-- Records shown follows --
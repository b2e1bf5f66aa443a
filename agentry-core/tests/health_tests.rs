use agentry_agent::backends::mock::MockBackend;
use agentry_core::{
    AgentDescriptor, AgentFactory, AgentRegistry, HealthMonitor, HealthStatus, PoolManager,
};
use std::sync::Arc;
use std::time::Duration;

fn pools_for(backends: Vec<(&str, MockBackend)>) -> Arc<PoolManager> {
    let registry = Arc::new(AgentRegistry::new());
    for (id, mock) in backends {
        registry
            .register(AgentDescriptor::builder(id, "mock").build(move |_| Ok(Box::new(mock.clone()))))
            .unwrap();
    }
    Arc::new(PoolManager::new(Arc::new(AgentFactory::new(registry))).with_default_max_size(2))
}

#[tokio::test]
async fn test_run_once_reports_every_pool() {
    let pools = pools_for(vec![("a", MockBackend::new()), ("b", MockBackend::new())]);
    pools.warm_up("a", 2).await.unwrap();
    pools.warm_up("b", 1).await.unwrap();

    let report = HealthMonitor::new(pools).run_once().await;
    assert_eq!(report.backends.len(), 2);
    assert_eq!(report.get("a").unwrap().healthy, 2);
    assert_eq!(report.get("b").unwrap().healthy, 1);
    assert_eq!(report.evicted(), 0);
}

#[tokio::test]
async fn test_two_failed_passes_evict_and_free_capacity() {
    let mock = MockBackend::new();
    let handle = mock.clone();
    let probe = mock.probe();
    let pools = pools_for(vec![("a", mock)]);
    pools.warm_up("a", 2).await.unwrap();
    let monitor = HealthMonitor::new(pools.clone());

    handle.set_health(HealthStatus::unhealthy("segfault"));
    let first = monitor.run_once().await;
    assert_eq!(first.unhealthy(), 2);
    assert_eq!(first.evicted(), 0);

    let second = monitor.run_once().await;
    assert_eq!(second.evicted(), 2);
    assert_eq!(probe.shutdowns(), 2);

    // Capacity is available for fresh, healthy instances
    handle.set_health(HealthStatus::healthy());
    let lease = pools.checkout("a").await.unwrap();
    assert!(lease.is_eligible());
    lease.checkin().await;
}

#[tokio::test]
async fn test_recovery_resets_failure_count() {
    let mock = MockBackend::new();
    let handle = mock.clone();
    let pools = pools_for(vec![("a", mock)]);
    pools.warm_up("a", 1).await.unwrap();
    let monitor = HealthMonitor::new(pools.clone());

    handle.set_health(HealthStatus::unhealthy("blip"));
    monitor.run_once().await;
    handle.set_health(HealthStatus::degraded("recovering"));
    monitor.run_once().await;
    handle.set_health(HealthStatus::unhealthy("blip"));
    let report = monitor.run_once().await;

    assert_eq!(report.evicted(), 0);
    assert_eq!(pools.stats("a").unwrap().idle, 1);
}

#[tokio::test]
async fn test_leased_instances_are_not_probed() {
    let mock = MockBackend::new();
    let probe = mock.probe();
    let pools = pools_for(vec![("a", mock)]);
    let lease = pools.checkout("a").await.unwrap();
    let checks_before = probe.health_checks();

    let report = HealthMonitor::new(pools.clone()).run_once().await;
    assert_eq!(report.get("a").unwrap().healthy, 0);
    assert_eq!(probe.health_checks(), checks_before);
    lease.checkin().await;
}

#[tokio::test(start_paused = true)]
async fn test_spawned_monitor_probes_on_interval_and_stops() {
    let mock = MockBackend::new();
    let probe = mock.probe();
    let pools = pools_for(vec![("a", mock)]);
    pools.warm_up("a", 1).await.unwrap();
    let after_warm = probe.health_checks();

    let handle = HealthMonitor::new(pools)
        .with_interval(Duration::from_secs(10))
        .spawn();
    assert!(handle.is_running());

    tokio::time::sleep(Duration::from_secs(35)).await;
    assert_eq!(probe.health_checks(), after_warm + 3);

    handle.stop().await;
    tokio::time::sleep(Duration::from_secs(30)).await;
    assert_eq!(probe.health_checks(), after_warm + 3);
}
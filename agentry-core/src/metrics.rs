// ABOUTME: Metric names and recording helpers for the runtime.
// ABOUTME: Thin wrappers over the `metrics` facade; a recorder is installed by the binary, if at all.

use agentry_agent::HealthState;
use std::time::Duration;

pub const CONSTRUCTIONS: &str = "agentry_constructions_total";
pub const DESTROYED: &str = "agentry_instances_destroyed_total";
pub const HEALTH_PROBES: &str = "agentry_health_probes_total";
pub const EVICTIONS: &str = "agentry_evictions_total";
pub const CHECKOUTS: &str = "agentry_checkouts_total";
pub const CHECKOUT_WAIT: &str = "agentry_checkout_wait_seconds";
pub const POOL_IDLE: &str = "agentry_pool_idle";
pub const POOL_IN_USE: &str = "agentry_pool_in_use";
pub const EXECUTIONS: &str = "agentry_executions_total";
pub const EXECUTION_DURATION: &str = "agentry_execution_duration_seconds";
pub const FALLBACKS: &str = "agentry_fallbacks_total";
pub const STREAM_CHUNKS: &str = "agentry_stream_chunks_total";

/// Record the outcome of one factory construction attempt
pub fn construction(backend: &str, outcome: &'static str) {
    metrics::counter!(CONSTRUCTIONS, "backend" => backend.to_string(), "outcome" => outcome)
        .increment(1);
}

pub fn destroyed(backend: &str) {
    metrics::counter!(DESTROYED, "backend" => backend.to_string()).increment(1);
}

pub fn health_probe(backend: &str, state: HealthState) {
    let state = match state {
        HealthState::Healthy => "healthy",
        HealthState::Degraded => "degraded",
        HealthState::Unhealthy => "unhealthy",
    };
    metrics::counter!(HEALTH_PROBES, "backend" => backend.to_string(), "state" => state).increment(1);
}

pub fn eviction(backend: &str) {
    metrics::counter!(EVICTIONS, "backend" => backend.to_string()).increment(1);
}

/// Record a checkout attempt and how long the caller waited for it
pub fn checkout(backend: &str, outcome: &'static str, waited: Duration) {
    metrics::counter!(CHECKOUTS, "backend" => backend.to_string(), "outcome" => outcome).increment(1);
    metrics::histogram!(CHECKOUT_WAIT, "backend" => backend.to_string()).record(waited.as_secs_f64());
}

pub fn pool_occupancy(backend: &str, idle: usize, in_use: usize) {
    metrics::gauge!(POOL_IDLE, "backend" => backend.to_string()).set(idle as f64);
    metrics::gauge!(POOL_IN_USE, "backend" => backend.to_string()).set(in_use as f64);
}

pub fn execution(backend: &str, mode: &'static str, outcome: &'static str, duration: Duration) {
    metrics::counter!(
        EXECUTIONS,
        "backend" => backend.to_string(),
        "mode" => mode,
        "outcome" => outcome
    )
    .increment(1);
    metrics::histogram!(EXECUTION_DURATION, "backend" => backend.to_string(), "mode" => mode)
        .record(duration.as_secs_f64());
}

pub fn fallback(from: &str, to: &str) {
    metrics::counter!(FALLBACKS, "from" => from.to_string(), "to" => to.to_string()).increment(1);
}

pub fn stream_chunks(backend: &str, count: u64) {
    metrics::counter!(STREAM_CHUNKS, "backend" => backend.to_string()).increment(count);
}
-- Records shown concluded --
• **Task description**
In full and exactly as written, repeat the data.

• **Written response**
repository b2e1bf5f66aa443a
filename agentry-core/tests/health_tests.rs
use agentry_agent::backends::mock::MockBackend;
use agentry_core::{
    AgentDescriptor, AgentFactory, AgentRegistry, HealthMonitor, HealthStatus, PoolManager,
};
use std::sync::Arc;
use std::time::Duration;

fn pools_for(backends: Vec<(&str, MockBackend)>) -> Arc<PoolManager> {
    let registry = Arc::new(AgentRegistry::new());
    for (id, mock) in backends {
        registry
            .register(AgentDescriptor::builder(id, "mock").build(move |_| Ok(Box::new(mock.clone()))))
            .unwrap();
    }
    Arc::new(PoolManager::new(Arc::new(AgentFactory::new(registry))).with_default_max_size(2))
}

#[tokio::test]
async fn test_run_once_reports_every_pool() {
    let pools = pools_for(vec![("a", MockBackend::new()), ("b", MockBackend::new())]);
    pools.warm_up("a", 2).await.unwrap();
    pools.warm_up("b", 1).await.unwrap();

    let report = HealthMonitor::new(pools).run_once().await;
    assert_eq!(report.backends.len(), 2);
    assert_eq!(report.get("a").unwrap().healthy, 2);
    assert_eq!(report.get("b").unwrap().healthy, 1);
    assert_eq!(report.evicted(), 0);
}

#[tokio::test]
async fn test_two_failed_passes_evict_and_free_capacity() {
    let mock = MockBackend::new();
    let handle = mock.clone();
    let probe = mock.probe();
    let pools = pools_for(vec![("a", mock)]);
    pools.warm_up("a", 2).await.unwrap();
    let monitor = HealthMonitor::new(pools.clone());

    handle.set_health(HealthStatus::unhealthy("segfault"));
    let first = monitor.run_once().await;
    assert_eq!(first.unhealthy(), 2);
    assert_eq!(first.evicted(), 0);

    let second = monitor.run_once().await;
    assert_eq!(second.evicted(), 2);
    assert_eq!(probe.shutdowns(), 2);

    // Capacity is available for fresh, healthy instances
    handle.set_health(HealthStatus::healthy());
    let lease = pools.checkout("a").await.unwrap();
    assert!(lease.is_eligible());
    lease.checkin().await;
}

#[tokio::test]
async fn test_recovery_resets_failure_count() {
    let mock = MockBackend::new();
    let handle = mock.clone();
    let pools = pools_for(vec![("a", mock)]);
    pools.warm_up("a", 1).await.unwrap();
    let monitor = HealthMonitor::new(pools.clone());

    handle.set_health(HealthStatus::unhealthy("blip"));
    monitor.run_once().await;
    handle.set_health(HealthStatus::degraded("recovering"));
    monitor.run_once().await;
    handle.set_health(HealthStatus::unhealthy("blip"));
    let report = monitor.run_once().await;

    assert_eq!(report.evicted(), 0);
    assert_eq!(pools.stats("a").unwrap().idle, 1);
}

#[tokio::test]
async fn test_leased_instances_are_not_probed() {
    let mock = MockBackend::new();
    let probe = mock.probe();
    let pools = pools_for(vec![("a", mock)]);
    let lease = pools.checkout("a").await.unwrap();
    let checks_before = probe.health_checks();

    let report = HealthMonitor::new(pools.clone()).run_once().await;
    assert_eq!(report.get("a").unwrap().healthy, 0);
    assert_eq!(probe.health_checks(), checks_before);
    lease.checkin().await;
}

#[tokio::test(start_paused = true)]
async fn test_spawned_monitor_probes_on_interval_and_stops() {
    let mock = MockBackend::new();
    let probe = mock.probe();
    let pools = pools_for(vec![("a", mock)]);
    pools.warm_up("a", 1).await.unwrap();
    let after_warm = probe.health_checks();

    let handle = HealthMonitor::new(pools)
        .with_interval(Duration::from_secs(10))
        .spawn();
    assert!(handle.is_running());

    tokio::time::sleep(Duration::from_secs(35)).await;
    assert_eq!(probe.health_checks(), after_warm + 3);

    handle.stop().await;
    tokio::time::sleep(Duration::from_secs(30)).await;
    assert_eq!(probe.health_checks(), after_warm + 3);
}
filename agentry-core/src/metrics.rs
// ABOUTME: Metric names and recording helpers for the runtime.
// ABOUTME: Thin wrappers over the `metrics` facade; a recorder is installed by the binary, if at all.

use agentry_agent::HealthState;
use std::time::Duration;

pub const CONSTRUCTIONS: &str = "agentry_constructions_total";
pub const DESTROYED: &str = "agentry_instances_destroyed_total";
pub const HEALTH_PROBES: &str = "agentry_health_probes_total";
pub const EVICTIONS: &str = "agentry_evictions_total";
pub const CHECKOUTS: &str = "agentry_checkouts_total";
pub const CHECKOUT_WAIT: &str = "agentry_checkout_wait_seconds";
pub const POOL_IDLE: &str = "agentry_pool_idle";
pub const POOL_IN_USE: &str = "agentry_pool_in_use";
pub const EXECUTIONS: &str = "agentry_executions_total";
pub const EXECUTION_DURATION: &str = "agentry_execution_duration_seconds";
pub const FALLBACKS: &str = "agentry_fallbacks_total";
pub const STREAM_CHUNKS: &str = "agentry_stream_chunks_total";

/// Record the outcome of one factory construction attempt
pub fn construction(backend: &str, outcome: &'static str) {
    metrics::counter!(CONSTRUCTIONS, "backend" => backend.to_string(), "outcome" => outcome)
        .increment(1);
}

pub fn destroyed(backend: &str) {
    metrics::counter!(DESTROYED, "backend" => backend.to_string()).increment(1);
}

pub fn health_probe(backend: &str, state: HealthState) {
    let state = match state {
        HealthState::Healthy => "healthy",
        HealthState::Degraded => "degraded",
        HealthState::Unhealthy => "unhealthy",
    };
    metrics::counter!(HEALTH_PROBES, "backend" => backend.to_string(), "state" => state).increment(1);
}

pub fn eviction(backend: &str) {
    metrics::counter!(EVICTIONS, "backend" => backend.to_string()).increment(1);
}

/// Record a checkout attempt and how long the caller waited for it
pub fn checkout(backend: &str, outcome: &'static str, waited: Duration) {
    metrics::counter!(CHECKOUTS, "backend" => backend.to_string(), "outcome" => outcome).increment(1);
    metrics::histogram!(CHECKOUT_WAIT, "backend" => backend.to_string()).record(waited.as_secs_f64());
}

pub fn pool_occupancy(backend: &str, idle: usize, in_use: usize) {
    metrics::gauge!(POOL_IDLE, "backend" => backend.to_string()).set(idle as f64);
    metrics::gauge!(POOL_IN_USE, "backend" => backend.to_string()).set(in_use as f64);
}

pub fn execution(backend: &str, mode: &'static str, outcome: &'static str, duration: Duration) {
    metrics::counter!(
        EXECUTIONS,
        "backend" => backend.to_string(),
        "mode" => mode,
        "outcome" => outcome
    )
    .increment(1);
    metrics::histogram!(EXECUTION_DURATION, "backend" => backend.to_string(), "mode" => mode)
        .record(duration.as_secs_f64());
}

pub fn fallback(from: &str, to: &str) {
    metrics::counter!(FALLBACKS, "from" => from.to_string(), "to" => to.to_string()).increment(1);
}

pub fn stream_chunks(backend: &str, count: u64) {
    metrics::counter!(STREAM_CHUNKS, "backend" => backend.to_string()).increment(count);
}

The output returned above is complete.